The expected answer holds every line from the first line of the data below through the line containing "fn load_config(path: Option<&Path>)", exactly as written, and no other line.

SUPPLIED MATERIAL Block Start

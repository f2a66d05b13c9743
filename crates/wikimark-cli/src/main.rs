use anyhow::{Context, Result};
use clap::{Parser, ValueEnum};
use std::{
    fs,
    io::{self, Read},
    path::{Path, PathBuf},
};
use wikimark_config::Config;
use wikimark_handler::{Handler, LexEvent, format_calls};

#[derive(Debug, Clone, Copy, Default, ValueEnum)]
enum Format {
    /// One call per line, nested calls indented.
    #[default]
    Text,
    /// Calls and diagnostics as JSON.
    Json,
}

/// Turn a JSON array of lexer events into renderer instructions.
#[derive(Debug, Parser)]
#[command(name = "wikimark", version, about)]
struct Cli {
    /// Event file; reads stdin when missing or `-`.
    events: Option<PathBuf>,

    /// Config file to use instead of ~/.config/wikimark/config.toml.
    #[arg(long, value_name = "PATH")]
    config: Option<PathBuf>,

    /// Emit the raw calls, without restructuring blocks.
    #[arg(long)]
    no_rewrite: bool,

    #[arg(long, value_enum, default_value_t = Format::Text)]
    format: Format,
}

fn main() -> Result<()> {
    env_logger::Builder::from_env(env_logger::Env::default().default_filter_or("warn")).init();

    let cli = Cli::parse();

    let config = load_config(cli.config.as_deref())?;
    let mut options = config.handler_options();
    if cli.no_rewrite {
        options.rewrite_blocks = false;
    }

    let events = read_events(cli.events.as_deref())?;
    log::debug!("Read {} events", events.len());

    let instructions = Handler::with_options(options)
        .run(&events)
        .context("Event stream rejected")?;

    for diagnostic in instructions.diagnostics() {
        log::warn!("{diagnostic}");
    }

    match cli.format {
        Format::Text => println!("{}", format_calls(instructions.calls())),
        Format::Json => println!("{}", serde_json::to_string_pretty(&instructions)?),
    }
    Ok(())
}

fn load_config(path: Option<&Path>) -> Result<Config> {
    let loaded = match path {
        Some(path) => {
            log::info!("Config path: {}", path.display());
            Config::load_from_path(path)?
                .with_context(|| format!("Config file not found: {}", path.display()))?
        }
        None => {
            log::info!("Config path: {}", Config::config_path().display());
            Config::load()?.unwrap_or_else(|| {
                log::debug!("Using default config");
                Config::default()
            })
        }
    };
    Ok(loaded)
}

fn read_events(path: Option<&Path>) -> Result<Vec<LexEvent>> {
    let (content, source) = match path {
        Some(path) if path != Path::new("-") => (
            fs::read_to_string(path)
                .with_context(|| format!("Failed to read {}", path.display()))?,
            path.display().to_string(),
        ),
        _ => {
            let mut buf = String::new();
            io::stdin()
                .read_to_string(&mut buf)
                .context("Failed to read stdin")?;
            (buf, "stdin".to_string())
        }
    };

    serde_json::from_str(&content).with_context(|| format!("Invalid event list in {source}"))
}
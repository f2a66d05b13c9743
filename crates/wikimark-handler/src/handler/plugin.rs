use crate::{call::Value, event::LexerState};

/// Handles the events of a `plugin_<name>` lexer mode.
///
/// Whatever [`handle`](SyntaxPlugin::handle) returns becomes the data of a
/// `plugin` call: `plugin(name, data, state, match)`. Returning `None`
/// emits nothing.
pub trait SyntaxPlugin {
    fn name(&self) -> &str;

    fn handle(&mut self, text: &str, state: LexerState, pos: usize) -> Option<Value>;
}
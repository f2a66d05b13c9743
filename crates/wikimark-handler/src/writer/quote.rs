//! Block quote rewrite.
//!
//! Every quoted line starts with a run of `>`; the length of the run is the
//! nesting depth. Depth changes become `quote_open`/`quote_close` pairs and
//! lines at the same depth are joined by `linebreak`.

use crate::{
    call::{Call, CallName},
    diagnostics::Diagnostics,
};

use super::{FrameKind, Rewriter};

/// Length of the first run of `>` in a quote marker, at least 1.
fn quote_depth(marker: &str) -> usize {
    marker
        .trim_start_matches(|c: char| c != '>')
        .chars()
        .take_while(|&c| c == '>')
        .count()
        .max(1)
}

/// Buffers one block quote.
#[derive(Debug, Default)]
pub struct QuoteWriter {
    calls: Vec<Call>,
}

impl QuoteWriter {
    pub fn new() -> Self {
        Self::default()
    }
}

impl Rewriter for QuoteWriter {
    fn kind(&self) -> FrameKind {
        FrameKind::Quote
    }

    fn write_call(&mut self, call: Call) {
        self.calls.push(call);
    }

    fn last_pos(&self) -> Option<usize> {
        self.calls.last().map(Call::pos)
    }

    fn closing_call(&self, pos: usize) -> Call {
        Call::bare(CallName::QuoteEnd, pos)
    }

    fn process(self: Box<Self>, _diagnostics: &mut Diagnostics) -> Vec<Call> {
        let mut out = Vec::with_capacity(self.calls.len());
        let mut depth = 0;

        for call in self.calls {
            let pos = call.pos();
            match call.name() {
                CallName::QuoteStart | CallName::QuoteNewline => {
                    let starting = call.is(CallName::QuoteStart);
                    if starting {
                        out.push(Call::bare(CallName::QuoteOpen, pos));
                        depth = 1;
                    }
                    let target = quote_depth(call.text().unwrap_or_default());
                    if target > depth {
                        out.extend((depth..target).map(|_| Call::bare(CallName::QuoteOpen, pos)));
                    } else if target < depth {
                        out.extend((target..depth).map(|_| Call::bare(CallName::QuoteClose, pos)));
                    } else if !starting {
                        out.push(Call::bare(CallName::Linebreak, pos));
                    }
                    depth = target;
                }
                CallName::QuoteEnd => {
                    out.extend((0..depth.max(1)).map(|_| Call::bare(CallName::QuoteClose, pos)));
                    depth = 0;
                }
                _ => out.push(call),
            }
        }
        out
    }

    fn into_calls(self: Box<Self>) -> Vec<Call> {
        self.calls
    }
}
//! # Handler
//!
//! Turns lexer events into calls. Each event is routed by its mode to a
//! procedure that emits calls through the [`CallWriter`]. Block modes push a
//! rewriter on ENTER and pop it on EXIT; everything in between is buffered
//! and restructured when the block closes.
//!
//! ```text
//! LexEvent ──► Construct ──► mode procedure ──► CallWriter ──► Instructions
//!                              │                   ▲
//!                              └── push / pop ─────┘
//! ```

mod mode;
mod plugin;
mod table;

use std::collections::HashMap;

use serde::Serialize;

pub use mode::{Construct, Mode};
pub use plugin::SyntaxPlugin;

use crate::{
    call::{Call, CallName, Value},
    diagnostics::{Diagnostic, DiagnosticKind, Diagnostics},
    error::HandlerError,
    event::{LexEvent, LexerState},
    media::decode_media_params,
    reference::{DEFAULT_EXTERNAL_SCHEMES, DefaultClassifier, ReferenceClassifier},
    writer::{
        CallWriter, FrameId, FrameKind, ListWriter, NestWriter, PreformattedWriter, QuoteWriter,
    },
};

#[derive(Debug, Clone, PartialEq, Eq)]
pub struct HandlerOptions {
    /// Restructure block constructs when they close. When off, the raw
    /// construct calls are passed through as emitted.
    pub rewrite_blocks: bool,
    /// URL schemes the default classifier treats as external media.
    pub external_schemes: Vec<String>,
}

impl Default for HandlerOptions {
    fn default() -> Self {
        Self {
            rewrite_blocks: true,
            external_schemes: DEFAULT_EXTERNAL_SCHEMES.map(String::from).to_vec(),
        }
    }
}

/// The finished instruction stream and what was repaired along the way.
#[derive(Debug, Clone, PartialEq, Eq, Serialize)]
pub struct Instructions {
    calls: Vec<Call>,
    diagnostics: Vec<Diagnostic>,
}

impl Instructions {
    pub fn calls(&self) -> &[Call] {
        &self.calls
    }

    pub fn diagnostics(&self) -> &[Diagnostic] {
        &self.diagnostics
    }

    pub fn into_calls(self) -> Vec<Call> {
        self.calls
    }

    pub fn into_parts(self) -> (Vec<Call>, Vec<Diagnostic>) {
        (self.calls, self.diagnostics)
    }
}

pub struct Handler {
    writer: CallWriter,
    diagnostics: Diagnostics,
    classifier: Box<dyn ReferenceClassifier>,
    plugins: HashMap<String, Box<dyn SyntaxPlugin>>,
    in_footnote: bool,
    last_pos: usize,
}

impl Handler {
    pub fn new() -> Self {
        Self::with_options(HandlerOptions::default())
    }

    pub fn with_options(options: HandlerOptions) -> Self {
        Self {
            writer: CallWriter::new().with_rewrite(options.rewrite_blocks),
            diagnostics: Diagnostics::new(),
            classifier: Box::new(DefaultClassifier::new(options.external_schemes)),
            plugins: HashMap::new(),
            in_footnote: false,
            last_pos: 0,
        }
    }

    /// Replace the classifier used to tell internal from external media.
    pub fn with_classifier(mut self, classifier: Box<dyn ReferenceClassifier>) -> Self {
        self.classifier = classifier;
        self
    }

    /// Route `plugin_<name>` events to `plugin`. A plugin registered under
    /// an existing name replaces it.
    pub fn register_plugin(&mut self, plugin: Box<dyn SyntaxPlugin>) {
        let name = plugin.name().to_string();
        log::debug!("registered syntax plugin {name}");
        self.plugins.insert(name, plugin);
    }

    /// Process a lexer event, resolving its mode name first.
    pub fn handle_event(&mut self, event: &LexEvent) -> Result<bool, HandlerError> {
        let construct: Construct = event.mode.parse()?;
        self.dispatch(&construct, &event.text, event.state, event.pos)
    }

    /// Process one match. Returns whether the event was handled; dropped
    /// input is still handled and shows up in the diagnostics.
    pub fn dispatch(
        &mut self,
        construct: &Construct,
        text: &str,
        state: LexerState,
        pos: usize,
    ) -> Result<bool, HandlerError> {
        log::trace!("{construct} {state} {text:?} @{pos}");
        self.last_pos = self.last_pos.max(pos);
        match construct {
            Construct::Mode(Mode::Cdata) => {
                self.emit(CallName::Cdata, vec![text.into()], pos);
                Ok(true)
            }
            Construct::Mode(Mode::Eol) => {
                self.emit(CallName::Eol, Vec::new(), pos);
                Ok(true)
            }
            Construct::Mode(Mode::Media) => {
                let params = decode_media_params(text, self.classifier.as_ref());
                self.emit(params.call_name(), params.into_args(), pos);
                Ok(true)
            }
            Construct::Mode(Mode::Table) => self.table(text, state, pos),
            Construct::Mode(Mode::Listblock) => self.listblock(text, state, pos),
            Construct::Mode(Mode::Quote) => self.quote(text, state, pos),
            Construct::Mode(Mode::Preformatted) => self.preformatted(text, state, pos),
            Construct::Mode(Mode::Footnote) => self.footnote(text, state, pos),
            Construct::Plugin(name) => self.plugin(name, text, state, pos),
        }
    }

    /// Append a call to the active frame.
    pub fn emit(&mut self, name: CallName, args: Vec<Value>, pos: usize) {
        self.writer.write_call(Call::new(name, args, pos));
    }

    /// Append a `plugin` call carrying the plugin's data, the lexer state
    /// and the raw match.
    pub fn emit_plugin_call(
        &mut self,
        plugin: &str,
        data: Value,
        state: LexerState,
        pos: usize,
        raw: &str,
    ) {
        self.emit(
            CallName::Plugin,
            vec![plugin.into(), data, state.as_str().into(), raw.into()],
            pos,
        );
    }

    /// The frame calls are currently written to.
    pub fn active_frame(&self) -> FrameId {
        self.writer.active()
    }

    /// Number of open block constructs.
    pub fn depth(&self) -> usize {
        self.writer.depth()
    }

    /// Feed every event, then finish.
    pub fn run<'a>(
        mut self,
        events: impl IntoIterator<Item = &'a LexEvent>,
    ) -> Result<Instructions, HandlerError> {
        for event in events {
            self.handle_event(event)?;
        }
        Ok(self.finish())
    }

    /// Close what is still open and wrap the stream in
    /// `document_start`/`document_end`, the latter at the last event seen.
    pub fn finish(mut self) -> Instructions {
        self.writer.close_all(&mut self.diagnostics);
        self.in_footnote = false;

        let body = self.writer.into_calls();
        let mut calls = Vec::with_capacity(body.len() + 2);
        calls.push(Call::bare(CallName::DocumentStart, 0));
        calls.extend(body);
        calls.push(Call::bare(CallName::DocumentEnd, self.last_pos));

        Instructions {
            calls,
            diagnostics: self.diagnostics.into_vec(),
        }
    }

    fn plugin(
        &mut self,
        name: &str,
        text: &str,
        state: LexerState,
        pos: usize,
    ) -> Result<bool, HandlerError> {
        let plugin = self
            .plugins
            .get_mut(name)
            .ok_or_else(|| HandlerError::UnknownPlugin(name.to_string()))?;
        match plugin.handle(text, state, pos) {
            Some(data) => {
                self.emit_plugin_call(name, data, state, pos, text);
                Ok(true)
            }
            None => Ok(true),
        }
    }

    fn listblock(
        &mut self,
        text: &str,
        state: LexerState,
        pos: usize,
    ) -> Result<bool, HandlerError> {
        match state {
            LexerState::Enter => {
                self.writer.push(Box::new(ListWriter::new()));
                self.emit(CallName::ListOpen, vec![text.into()], pos);
            }
            LexerState::Matched | LexerState::Special => {
                self.writer.expect_active(FrameKind::List, pos)?;
                self.emit(CallName::ListItem, vec![text.into()], pos);
            }
            LexerState::Unmatched => {
                self.writer.expect_active(FrameKind::List, pos)?;
                self.emit(CallName::Cdata, vec![text.into()], pos);
            }
            LexerState::Exit => {
                self.writer.expect_active(FrameKind::List, pos)?;
                self.emit(CallName::ListClose, Vec::new(), pos);
                self.writer
                    .pop_and_flush(FrameKind::List, pos, &mut self.diagnostics)?;
            }
        }
        Ok(true)
    }

    fn quote(
        &mut self,
        text: &str,
        state: LexerState,
        pos: usize,
    ) -> Result<bool, HandlerError> {
        match state {
            LexerState::Enter => {
                self.writer.push(Box::new(QuoteWriter::new()));
                self.emit(CallName::QuoteStart, vec![text.into()], pos);
            }
            LexerState::Matched | LexerState::Special => {
                self.writer.expect_active(FrameKind::Quote, pos)?;
                self.emit(CallName::QuoteNewline, vec![text.into()], pos);
            }
            LexerState::Unmatched => {
                self.writer.expect_active(FrameKind::Quote, pos)?;
                self.emit(CallName::Cdata, vec![text.into()], pos);
            }
            LexerState::Exit => {
                self.writer.expect_active(FrameKind::Quote, pos)?;
                self.emit(CallName::QuoteEnd, Vec::new(), pos);
                self.writer
                    .pop_and_flush(FrameKind::Quote, pos, &mut self.diagnostics)?;
            }
        }
        Ok(true)
    }

    fn preformatted(
        &mut self,
        text: &str,
        state: LexerState,
        pos: usize,
    ) -> Result<bool, HandlerError> {
        match state {
            LexerState::Enter => {
                self.writer.push(Box::new(PreformattedWriter::new()));
                self.emit(CallName::PreformattedStart, Vec::new(), pos);
            }
            LexerState::Matched | LexerState::Special => {
                self.writer.expect_active(FrameKind::Preformatted, pos)?;
                self.emit(CallName::PreformattedNewline, Vec::new(), pos);
            }
            LexerState::Unmatched => {
                self.writer.expect_active(FrameKind::Preformatted, pos)?;
                self.emit(CallName::PreformattedContent, vec![text.into()], pos);
            }
            LexerState::Exit => {
                self.writer.expect_active(FrameKind::Preformatted, pos)?;
                self.emit(CallName::PreformattedEnd, Vec::new(), pos);
                self.writer
                    .pop_and_flush(FrameKind::Preformatted, pos, &mut self.diagnostics)?;
            }
        }
        Ok(true)
    }

    /// Footnotes do not nest: the first `))` closes the open footnote and
    /// inner markers are kept as text.
    fn footnote(
        &mut self,
        text: &str,
        state: LexerState,
        pos: usize,
    ) -> Result<bool, HandlerError> {
        match state {
            LexerState::Enter if self.in_footnote => {
                self.diagnostics.push(pos, DiagnosticKind::NestedFootnote);
                self.emit(CallName::Cdata, vec![text.into()], pos);
            }
            LexerState::Enter => {
                self.writer.push(Box::new(NestWriter::new(CallName::FootnoteClose)));
                self.emit(CallName::FootnoteOpen, Vec::new(), pos);
                self.in_footnote = true;
            }
            LexerState::Exit if self.in_footnote => {
                self.writer.expect_active(FrameKind::Nest, pos)?;
                self.emit(CallName::FootnoteClose, Vec::new(), pos);
                self.writer
                    .pop_and_flush(FrameKind::Nest, pos, &mut self.diagnostics)?;
                self.in_footnote = false;
            }
            LexerState::Exit | LexerState::Matched | LexerState::Unmatched | LexerState::Special => {
                self.emit(CallName::Cdata, vec![text.into()], pos);
            }
        }
        Ok(true)
    }
}

impl Default for Handler {
    fn default() -> Self {
        Self::new()
    }
}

SUPPLIED MATERIAL Block End

RESULT
repository f2a66d05b13c9743
filename crates/wikimark-cli/src/main.rs
use anyhow::{Context, Result};
use clap::{Parser, ValueEnum};
use std::{
    fs,
    io::{self, Read},
    path::{Path, PathBuf},
};
use wikimark_config::Config;
use wikimark_handler::{Handler, LexEvent, format_calls};

#[derive(Debug, Clone, Copy, Default, ValueEnum)]
enum Format {
    /// One call per line, nested calls indented.
    #[default]
    Text,
    /// Calls and diagnostics as JSON.
    Json,
}

/// Turn a JSON array of lexer events into renderer instructions.
#[derive(Debug, Parser)]
#[command(name = "wikimark", version, about)]
struct Cli {
    /// Event file; reads stdin when missing or `-`.
    events: Option<PathBuf>,

    /// Config file to use instead of ~/.config/wikimark/config.toml.
    #[arg(long, value_name = "PATH")]
    config: Option<PathBuf>,

    /// Emit the raw calls, without restructuring blocks.
    #[arg(long)]
    no_rewrite: bool,

    #[arg(long, value_enum, default_value_t = Format::Text)]
    format: Format,
}

fn main() -> Result<()> {
    env_logger::Builder::from_env(env_logger::Env::default().default_filter_or("warn")).init();

    let cli = Cli::parse();

    let config = load_config(cli.config.as_deref())?;
    let mut options = config.handler_options();
    if cli.no_rewrite {
        options.rewrite_blocks = false;
    }

    let events = read_events(cli.events.as_deref())?;
    log::debug!("Read {} events", events.len());

    let instructions = Handler::with_options(options)
        .run(&events)
        .context("Event stream rejected")?;

    for diagnostic in instructions.diagnostics() {
        log::warn!("{diagnostic}");
    }

    match cli.format {
        Format::Text => println!("{}", format_calls(instructions.calls())),
        Format::Json => println!("{}", serde_json::to_string_pretty(&instructions)?),
    }
    Ok(())
}

fn load_config(path: Option<&Path>) -> Result<Config> {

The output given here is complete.